Last week the Institute for Jewish Policy Research published a report entitled ‘The Rise and Rise of Jewish schools in the United Kingdom’. Here is a graph from the report showing strictly orthodox boys by age in secondary schools in Stamford Hill, Manchester, and Gateshead (the three areas in England with the largest Charedi communities):


The drop off in attendance at age 13, represented by the blue bars on the graph, is clear to see. As the report notes:

‘An estimated 1,400 strictly Orthodox children aged 11-15 years are being educated in Jewish schools or yeshivot which are not included in the Department for Education’s school census… Indeed, about half of strictly Orthodox boys aged 11-15 years do not appear in the strictly Orthodox school system. The issue is not as extreme, but still exists, at the younger ages within this range: about one-third of the boys aged 11-13 are not found in the data on strictly Orthodox schools.’

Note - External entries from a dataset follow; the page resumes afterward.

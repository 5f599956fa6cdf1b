//! Test helpers shared by unit and integration tests

pub mod mocks;
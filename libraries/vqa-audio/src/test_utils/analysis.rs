//! Audio analysis tools for verification
//!
//! Level measurements used by the engine's test suites.

/// Calculate RMS (Root Mean Square) level
pub fn calculate_rms(samples: &[f32]) -> f32 {
    if samples.is_empty() {
        return 0.0;
    }

    let sum_squares: f64 = samples.iter().map(|&s| f64::from(s) * f64::from(s)).sum();
    (sum_squares / samples.len() as f64).sqrt() as f32
}

/// Calculate peak level
///
/// Returns the absolute maximum sample value.
pub fn calculate_peak(samples: &[f32]) -> f32 {
    samples.iter().map(|s| s.abs()).fold(0.0f32, f32::max)
}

This, I hope you’ll agree, is shocking. But when the report was published last week, the only headlines it received related to the rise in the number of Jewish children attending faith schools. None of the articles covering the report mentioned the missing children or the schools not included in the DfE’s census.

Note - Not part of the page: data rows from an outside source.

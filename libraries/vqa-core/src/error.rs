/// Core error types for the degradation engine
use thiserror::Error;

/// Result type alias using `VqaError`
pub type Result<T> = std::result::Result<T, VqaError>;

/// Core error type shared across the workspace
#[derive(Error, Debug)]
pub enum VqaError {
    /// Empty byte buffer, empty signal, or an out-of-range parameter
    #[error("Invalid input: {0}")]
    InvalidInput(String),

    /// No decode capability could parse the input
    #[error("Decode error: {0}")]
    Decode(String),

    /// Encoding to the requested container failed
    #[error("Encode error: {0}")]
    Encode(String),

    /// Noise profile key is not in the catalog
    #[error("Unknown noise profile: {0}")]
    UnknownProfile(String),

    /// Engine configuration is missing or out of range
    #[error("Configuration error: {0}")]
    Config(String),

}

impl VqaError {
    /// Create an invalid input error
    pub fn invalid_input(msg: impl Into<String>) -> Self {
        Self::InvalidInput(msg.into())
    }
}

There’s more where this comes from too. The graphs below are from an Independent article earlier this year, showing the number of Jewish children in full time education in Hackney according to the Department for Education’s school census. Hackney is thought to be home to as many as 30 unregistered Charedi schools:

Spot the difference

Again, you can see the problem here immediately. At the age of around 12/13, Jewish boys all but disappear from full time education.

Now you might ask how we know that when they disappear, they disappear into illegal religious schools. The answer is simple. No one has ever made any attempt to disguise this fact. Take as an example a report from 2007 produced by the Board of Deputies of British Jews:

“It can also be observed from Table 1 that the attendance figures for boys from Years 8 through 11 show a dramatic fall-off to almost zero. This is due to boys leaving these schools around the age of bar mitzvah in order to attend yeshivot (seminaries for young, unmarried men).”


This is a public report, drawing on official data from the Department for Education, which openly and uncritically acknowledges that when boys in the strictly Orthodox community reach their early teens it is normal for them to start attending illegal, unregistered schools and for the entirety of their education from there on in to be focused exclusively on the study of scripture. And before you begin to wonder what is wrong with this – deeply religious schools serving deeply religious communities – take some time to read about what these places are like from the former pupils who have shared their experiences on this site.

We are lucky enough to live in a country and in a time in which one child going missing makes national news and provokes public outcry. And yet, when the children from almost an entire religious community go missing from the education system, year on year and by their thousands, our reaction and the reaction of our Government is to do almost nothing. That has to change.